(WHAT TO WORK ON) Copy every line of the data that includes the string "echo".

(Stored data entries)
#####

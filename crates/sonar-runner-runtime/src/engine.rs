//! The analysis engine as an external child process.
//!
//! The engine is a shell command line. It reads the resolved configuration
//! from the properties file named by `SONAR_RUNNER_PROPERTIES` and reports
//! through its exit status and output. Both output streams are read on
//! dedicated threads and forwarded line by line to the caller's log stream.

use crate::{Error, Result};
use sonar_runner_types::{Logs, ServerUrl};
use std::io::{BufRead, BufReader, Read};
use std::path::Path;
use std::process::{Command, Stdio};
use std::sync::mpsc::{Sender, channel};
use std::thread::JoinHandle;

pub const ENV_PROPERTIES: &str = "SONAR_RUNNER_PROPERTIES";
pub const ENV_HOST_URL: &str = "SONAR_HOST_URL";
pub const ENV_PROJECT_KEY: &str = "SONAR_PROJECT_KEY";
pub const ENV_WORKING_DIRECTORY: &str = "SONAR_WORKING_DIRECTORY";

/// Everything an engine invocation needs.
#[derive(Debug, Clone, Copy)]
pub struct EngineRequest<'a> {
    pub command: &'a str,
    pub base_dir: &'a Path,
    pub properties_file: &'a Path,
    pub server_url: &'a ServerUrl,
    pub project_key: &'a str,
    pub working_directory: &'a Path,
}

/// How the engine finished.
#[derive(Debug, Clone, PartialEq, Eq)]
pub enum EngineExit {
    Success,
    Failed {
        /// Exit status as reported by the platform
        status: String,
        /// Last non-empty line the engine wrote to stderr
        last_error: Option<String>,
    },
}

pub trait AnalysisEngine {
    /// Run the engine to completion, forwarding its output to `logs`.
    fn run(&self, request: &EngineRequest<'_>, logs: &mut Logs) -> Result<EngineExit>;
}

/// Runs the engine command through the platform shell.
#[derive(Debug, Clone, Default)]
pub struct ProcessEngine;

impl ProcessEngine {
    pub fn new() -> Self {
        Self
    }

    fn command(request: &EngineRequest<'_>) -> Command {
        let mut cmd = shell_command(request.command);
        cmd.current_dir(request.base_dir)
            .env(ENV_PROPERTIES, request.properties_file)
            .env(ENV_HOST_URL, request.server_url.as_str())
            .env(ENV_PROJECT_KEY, request.project_key)
            .env(ENV_WORKING_DIRECTORY, request.working_directory)
            .stdin(Stdio::null())
            .stdout(Stdio::piped())
            .stderr(Stdio::piped());
        cmd
    }
}

#[cfg(unix)]
fn shell_command(command_line: &str) -> Command {
    let mut cmd = Command::new("sh");
    cmd.arg("-c").arg(command_line);
    cmd
}

#[cfg(windows)]
fn shell_command(command_line: &str) -> Command {
    let mut cmd = Command::new("cmd");
    cmd.arg("/C").arg(command_line);
    cmd
}

enum Output {
    Stdout(String),
    Stderr(String),
}

impl AnalysisEngine for ProcessEngine {
    fn run(&self, request: &EngineRequest<'_>, logs: &mut Logs) -> Result<EngineExit> {
        logs.debug(format!("Starting analysis engine: {}", request.command));

        let mut child = Self::command(request).spawn().map_err(|source| Error::Spawn {
            command: request.command.to_string(),
            source,
        })?;

        let (tx, rx) = channel();
        let mut readers = Vec::new();
        if let Some(stdout) = child.stdout.take() {
            readers.push(spawn_reader("engine-stdout", stdout, tx.clone(), Output::Stdout)?);
        }
        if let Some(stderr) = child.stderr.take() {
            readers.push(spawn_reader("engine-stderr", stderr, tx.clone(), Output::Stderr)?);
        }
        drop(tx);

        let mut last_error = None;
        for output in rx {
            match output {
                Output::Stdout(line) => logs.passthrough(&line),
                Output::Stderr(line) => {
                    if !line.trim().is_empty() {
                        last_error = Some(line.clone());
                    }
                    logs.passthrough(&line);
                }
            }
        }

        for reader in readers {
            join_reader(reader, logs);
        }

        let status = child.wait()?;
        logs.debug(format!("Analysis engine finished: {}", status));

        if status.success() {
            Ok(EngineExit::Success)
        } else {
            Ok(EngineExit::Failed {
                status: status.to_string(),
                last_error,
            })
        }
    }
}

fn spawn_reader<R>(
    name: &str,
    stream: R,
    tx: Sender<Output>,
    wrap: fn(String) -> Output,
) -> Result<JoinHandle<()>>
where
    R: Read + Send + 'static,
{
    let handle = std::thread::Builder::new()
        .name(name.to_string())
        .spawn(move || {
            let reader = BufReader::new(stream);
            for line in reader.split(b'\n') {
                let Ok(bytes) = line else { break };
                let text = String::from_utf8_lossy(&bytes)
                    .trim_end_matches('\r')
                    .to_string();
                if tx.send(wrap(text)).is_err() {
                    break;
                }
            }
        })?;
    Ok(handle)
}

/// Wait for a reader thread; a panicked reader means engine output was lost.
fn join_reader(handle: JoinHandle<()>, logs: &mut Logs) {
    let name = handle.thread().name().unwrap_or("engine-reader").to_string();
    if handle.join().is_err() {
        logs.warn(format!(
            "Engine output reader '{}' stopped unexpectedly, output may be incomplete",
            name
        ));
    }
}

#[cfg(test)]
mod reader_tests {
    use super::*;
    use sonar_runner_types::CapturedLines;

    #[test]
    fn test_panicked_reader_is_reported() {
        let captured = CapturedLines::new();
        let handle = std::thread::Builder::new()
            .name("engine-stderr".to_string())
            .spawn(|| panic!("reader failed"))
            .unwrap();

        join_reader(handle, &mut captured.logs());

        assert_eq!(
            captured.lines(),
            vec!["WARN: Engine output reader 'engine-stderr' stopped unexpectedly, output may be incomplete"]
        );
    }
}

#[cfg(all(test, unix))]
mod tests {
    use super::*;
    use sonar_runner_types::CapturedLines;
    use tempfile::TempDir;

    fn request<'a>(command: &'a str, dir: &'a TempDir, url: &'a ServerUrl) -> EngineRequest<'a> {
        EngineRequest {
            command,
            base_dir: dir.path(),
            properties_file: Path::new("/tmp/analysis.properties"),
            server_url: url,
            project_key: "java:sample",
            working_directory: dir.path(),
        }
    }

    #[test]
    fn test_success_forwards_output_verbatim() {
        let dir = TempDir::new().unwrap();
        let url = ServerUrl::parse("http://localhost:9000").unwrap();
        let captured = CapturedLines::new();
        let mut logs = captured.logs();

        let exit = ProcessEngine::new()
            .run(
                &request("echo 'engine says hi'; echo \"$SONAR_PROJECT_KEY\"", &dir, &url),
                &mut logs,
            )
            .unwrap();

        assert_eq!(exit, EngineExit::Success);
        assert!(captured.lines().contains(&"engine says hi".to_string()));
        assert!(captured.lines().contains(&"java:sample".to_string()));
    }

    #[test]
    fn test_environment_and_current_dir() {
        let dir = TempDir::new().unwrap();
        let url = ServerUrl::parse("http://foo/").unwrap();
        let captured = CapturedLines::new();
        let mut logs = captured.logs();

        ProcessEngine::new()
            .run(
                &request(
                    "echo \"url=$SONAR_HOST_URL props=$SONAR_RUNNER_PROPERTIES\"; pwd > cwd.txt",
                    &dir,
                    &url,
                ),
                &mut logs,
            )
            .unwrap();

        assert!(captured.contains("url=http://foo props=/tmp/analysis.properties"));
        let cwd = std::fs::read_to_string(dir.path().join("cwd.txt")).unwrap();
        assert_eq!(
            std::fs::canonicalize(cwd.trim()).unwrap(),
            std::fs::canonicalize(dir.path()).unwrap()
        );
    }

    #[test]
    fn test_failure_keeps_last_stderr_line() {
        let dir = TempDir::new().unwrap();
        let url = ServerUrl::parse("http://localhost:9000").unwrap();
        let mut logs = CapturedLines::new().logs();

        let exit = ProcessEngine::new()
            .run(
                &request(
                    "echo 'first problem' >&2; echo 'Unable to parse Hello.java' >&2; echo '' >&2; exit 4",
                    &dir,
                    &url,
                ),
                &mut logs,
            )
            .unwrap();

        match exit {
            EngineExit::Failed { last_error, .. } => {
                assert_eq!(last_error.as_deref(), Some("Unable to parse Hello.java"));
            }
            other => panic!("expected failure, got {:?}", other),
        }
    }

    #[test]
    fn test_silent_failure_has_no_message() {
        let dir = TempDir::new().unwrap();
        let url = ServerUrl::parse("http://localhost:9000").unwrap();
        let mut logs = CapturedLines::new().logs();

        let exit = ProcessEngine::new()
            .run(&request("exit 3", &dir, &url), &mut logs)
            .unwrap();

        assert!(matches!(exit, EngineExit::Failed { last_error: None, .. }));
    }
}
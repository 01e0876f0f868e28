use sonar_runner_types::{Logs, RunConfiguration, keys};

const FALLBACK_LOCALE: &str = "en_US";
const FALLBACK_ENCODING: &str = "UTF-8";

/// Locale variables in lookup order
const LOCALE_VARS: &[&str] = &["LC_ALL", "LC_CTYPE", "LANG"];

/// Default locale and character encoding of the machine running the analysis.
#[derive(Debug, Clone, PartialEq, Eq)]
pub struct PlatformInfo {
    pub locale: String,
    pub encoding: String,
}

impl Default for PlatformInfo {
    fn default() -> Self {
        Self {
            locale: FALLBACK_LOCALE.to_string(),
            encoding: FALLBACK_ENCODING.to_string(),
        }
    }
}

impl PlatformInfo {
    pub fn new(locale: impl Into<String>, encoding: impl Into<String>) -> Self {
        Self {
            locale: locale.into(),
            encoding: encoding.into(),
        }
    }

    pub fn detect() -> Self {
        Self::from_lookup(|name| std::env::var(name).ok())
    }

    /// Detect from the first non-empty locale variable returned by `lookup`.
    pub fn from_lookup(lookup: impl Fn(&str) -> Option<String>) -> Self {
        LOCALE_VARS
            .iter()
            .filter_map(|name| lookup(name))
            .find(|value| !value.trim().is_empty())
            .map(|value| Self::parse_locale(&value))
            .unwrap_or_default()
    }

    /// Parse a POSIX locale name such as `de_DE.ISO-8859-1@euro`.
    fn parse_locale(raw: &str) -> Self {
        let without_modifier = raw.trim().split('@').next().unwrap_or_default();
        if matches!(without_modifier, "C" | "POSIX") {
            return Self::default();
        }

        match without_modifier.split_once('.') {
            Some((locale, encoding)) if !locale.is_empty() && !encoding.is_empty() => {
                Self::new(locale, encoding)
            }
            Some((locale, _)) if !locale.is_empty() => Self::new(locale, FALLBACK_ENCODING),
            None if !without_modifier.is_empty() => Self::new(without_modifier, FALLBACK_ENCODING),
            _ => Self::default(),
        }
    }

    /// Log the locale and the encoding the analysis will read sources with.
    pub fn log_notice(&self, configuration: &RunConfiguration, logs: &mut Logs) {
        match configuration.non_blank(keys::SOURCE_ENCODING) {
            Some(configured) => logs.always(format!(
                "Default locale: \"{}\", source code encoding: \"{}\"",
                self.locale, configured
            )),
            None => logs.always(format!(
                "Default locale: \"{}\", source code encoding: \"{}\" (analysis is platform dependent)",
                self.locale, self.encoding
            )),
        }
    }
}
use sonar_runner_types::{Logs, RunConfiguration};

/// Deprecated property names and their replacements.
pub const DEPRECATED_PROPERTIES: &[(&str, &str)] = &[
    ("sources", "sonar.sources"),
    ("tests", "sonar.tests"),
    ("binaries", "sonar.binaries"),
    ("libraries", "sonar.libraries"),
];

pub fn deprecation_warning(old: &str, new: &str) -> String {
    format!(
        "/!\\ The '{}' property is deprecated and is replaced by '{}'. Don't forget to update your files.",
        old, new
    )
}

/// Rewrite deprecated keys to their canonical names.
///
/// Every deprecated key present is removed and reported once. Its value is
/// carried over unless the canonical key is already set. Returns the
/// `(old, new)` pairs that were found.
pub fn translate_deprecated(
    config: &mut RunConfiguration,
    logs: &mut Logs,
) -> Vec<(&'static str, &'static str)> {
    let mut translated = Vec::new();

    for &(old, new) in DEPRECATED_PROPERTIES {
        let Some(value) = config.remove(old) else {
            continue;
        };

        logs.warn(deprecation_warning(old, new));
        if !config.contains_key(new) {
            config.insert(new, value);
        }
        translated.push((old, new));
    }

    translated
}
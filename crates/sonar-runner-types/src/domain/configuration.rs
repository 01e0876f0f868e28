use serde::{Deserialize, Serialize};
use std::collections::BTreeMap;

/// Well-known property names read by the runner itself.
pub mod keys {
    pub const HOST_URL: &str = "sonar.host.url";
    pub const PROJECT_KEY: &str = "sonar.projectKey";
    pub const PROJECT_NAME: &str = "sonar.projectName";
    pub const GROUP_ID: &str = "sonar.groupId";
    pub const ARTIFACT_ID: &str = "sonar.artifactId";
    pub const PROJECT_BASE_DIR: &str = "sonar.projectBaseDir";
    pub const WORKING_DIRECTORY: &str = "sonar.working.directory";
    pub const SOURCE_ENCODING: &str = "sonar.sourceEncoding";
    pub const SOURCES: &str = "sonar.sources";
    pub const TESTS: &str = "sonar.tests";
    pub const BINARIES: &str = "sonar.binaries";
    pub const LIBRARIES: &str = "sonar.libraries";
    pub const VERBOSE: &str = "sonar.verbose";
    pub const LOG_LEVEL: &str = "sonar.log.level";
    pub const ENGINE: &str = "sonar.runner.engine";
    pub const PROJECT_SETTINGS: &str = "project.settings";
    pub const RUNNER_SETTINGS: &str = "runner.settings";
}

/// Ordered property mapping handed to the analysis engine.
///
/// Keys are kept sorted so that rendering the configuration is deterministic.
/// Layers are applied with [`RunConfiguration::layer`]: every key of the upper
/// layer replaces the same key of the lower one.
#[derive(Debug, Clone, Default, PartialEq, Eq, Serialize, Deserialize)]
#[serde(transparent)]
pub struct RunConfiguration(BTreeMap<String, String>);

impl RunConfiguration {
    pub fn new() -> Self {
        Self::default()
    }

    pub fn get(&self, key: &str) -> Option<&str> {
        self.0.get(key).map(String::as_str)
    }

    /// Value of `key` when present and not blank.
    pub fn non_blank(&self, key: &str) -> Option<&str> {
        self.get(key).map(str::trim).filter(|v| !v.is_empty())
    }

    pub fn contains_key(&self, key: &str) -> bool {
        self.0.contains_key(key)
    }

    pub fn insert(&mut self, key: impl Into<String>, value: impl Into<String>) -> Option<String> {
        self.0.insert(key.into(), value.into())
    }

    pub fn remove(&mut self, key: &str) -> Option<String> {
        self.0.remove(key)
    }

    /// Shadow this configuration with every entry of `upper`.
    pub fn layer(&mut self, upper: &RunConfiguration) {
        for (key, value) in &upper.0 {
            self.0.insert(key.clone(), value.clone());
        }
    }

    /// Split a comma-separated property into trimmed, non-empty entries.
    pub fn list(&self, key: &str) -> Vec<&str> {
        self.get(key)
            .map(|value| {
                value
                    .split(',')
                    .map(str::trim)
                    .filter(|entry| !entry.is_empty())
                    .collect()
            })
            .unwrap_or_default()
    }

    pub fn is_true(&self, key: &str) -> bool {
        self.non_blank(key)
            .is_some_and(|value| value.eq_ignore_ascii_case("true"))
    }

    pub fn iter(&self) -> impl Iterator<Item = (&str, &str)> {
        self.0.iter().map(|(k, v)| (k.as_str(), v.as_str()))
    }

    pub fn keys(&self) -> impl Iterator<Item = &str> {
        self.0.keys().map(String::as_str)
    }

    pub fn len(&self) -> usize {
        self.0.len()
    }

    pub fn is_empty(&self) -> bool {
        self.0.is_empty()
    }
}

impl<K, V> FromIterator<(K, V)> for RunConfiguration
where
    K: Into<String>,
    V: Into<String>,
{
    fn from_iter<I: IntoIterator<Item = (K, V)>>(iter: I) -> Self {
        Self(
            iter.into_iter()
                .map(|(k, v)| (k.into(), v.into()))
                .collect(),
        )
    }
}

impl From<BTreeMap<String, String>> for RunConfiguration {
    fn from(map: BTreeMap<String, String>) -> Self {
        Self(map)
    }
}

#[cfg(test)]
mod tests {
    use super::*;

    #[test]
    fn test_layer_replaces_same_keys_only() {
        let mut base: RunConfiguration =
            [("sonar.host.url", "http://localhost:9000"), ("a", "1")]
                .into_iter()
                .collect();
        let upper: RunConfiguration = [("sonar.host.url", "http://sonar:9000"), ("b", "2")]
            .into_iter()
            .collect();

        base.layer(&upper);

        assert_eq!(base.get("sonar.host.url"), Some("http://sonar:9000"));
        assert_eq!(base.get("a"), Some("1"));
        assert_eq!(base.get("b"), Some("2"));
        assert_eq!(base.len(), 3);
    }

    #[test]
    fn test_list_skips_blank_entries() {
        let config: RunConfiguration = [("sonar.sources", " src , ,gen/java,")]
            .into_iter()
            .collect();
        assert_eq!(config.list("sonar.sources"), vec!["src", "gen/java"]);
        assert!(config.list("sonar.tests").is_empty());
    }

    #[test]
    fn test_non_blank_and_is_true() {
        let config: RunConfiguration = [("sonar.sourceEncoding", "  "), ("sonar.verbose", "TRUE")]
            .into_iter()
            .collect();
        assert_eq!(config.non_blank("sonar.sourceEncoding"), None);
        assert!(config.is_true("sonar.verbose"));
        assert!(!config.is_true("missing"));
    }

    #[test]
    fn test_keys_are_sorted() {
        let config: RunConfiguration = [("z", "1"), ("a", "2"), ("m", "3")].into_iter().collect();
        let keys: Vec<_> = config.keys().collect();
        assert_eq!(keys, vec!["a", "m", "z"]);
    }
}
use crate::{Error, Result};
use serde::Deserialize;
use sonar_runner_types::RunConfiguration;
use std::collections::BTreeMap;
use std::path::Path;

/// Machine-wide runner settings, shared by every project analysed on this host.
///
/// ```toml
/// [properties]
/// "sonar.host.url" = "https://sonar.example.com"
/// "sonar.runner.engine" = "/opt/analyzer/bin/analyze"
/// ```
#[derive(Debug, Clone, Default, PartialEq, Eq, Deserialize)]
pub struct RunnerConfig {
    #[serde(default)]
    pub properties: BTreeMap<String, String>,
}

impl RunnerConfig {
    pub fn load_from(path: &Path) -> Result<Self> {
        if !path.exists() {
            return Ok(Self::default());
        }

        let content = std::fs::read_to_string(path)?;
        toml::from_str(&content).map_err(|err| Error::File {
            path: path.to_path_buf(),
            reason: err.to_string(),
        })
    }

    pub fn to_configuration(&self) -> RunConfiguration {
        RunConfiguration::from(self.properties.clone())
    }
}

#[cfg(test)]
mod tests {
    use super::*;
    use tempfile::TempDir;

    #[test]
    fn test_load_nonexistent_returns_default() -> Result<()> {
        let temp_dir = TempDir::new()?;
        let config = RunnerConfig::load_from(&temp_dir.path().join("missing.toml"))?;
        assert!(config.properties.is_empty());
        Ok(())
    }

    #[test]
    fn test_load_properties_table() -> Result<()> {
        let temp_dir = TempDir::new()?;
        let path = temp_dir.path().join("config.toml");
        std::fs::write(&path, "[properties]\n\"sonar.host.url\" = \"http://sonar:9000\"\n")?;

        let loaded = RunnerConfig::load_from(&path)?;
        assert_eq!(loaded.properties.len(), 1);
        assert_eq!(
            loaded.to_configuration().get("sonar.host.url"),
            Some("http://sonar:9000")
        );
        Ok(())
    }

    #[test]
    fn test_malformed_file_names_path() {
        let temp_dir = TempDir::new().unwrap();
        let path = temp_dir.path().join("config.toml");
        std::fs::write(&path, "[properties\n").unwrap();

        let err = RunnerConfig::load_from(&path).unwrap_err();
        assert!(err.to_string().contains("config.toml"));
    }
}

#####

(TASK ANSWER)
                &request("echo 'engine says hi'; echo \"$SONAR_PROJECT_KEY\"", &dir, &url),
                    "echo \"url=$SONAR_HOST_URL props=$SONAR_RUNNER_PROPERTIES\"; pwd > cwd.txt",
                    "echo 'first problem' >&2; echo 'Unable to parse Hello.java' >&2; echo '' >&2; exit 4",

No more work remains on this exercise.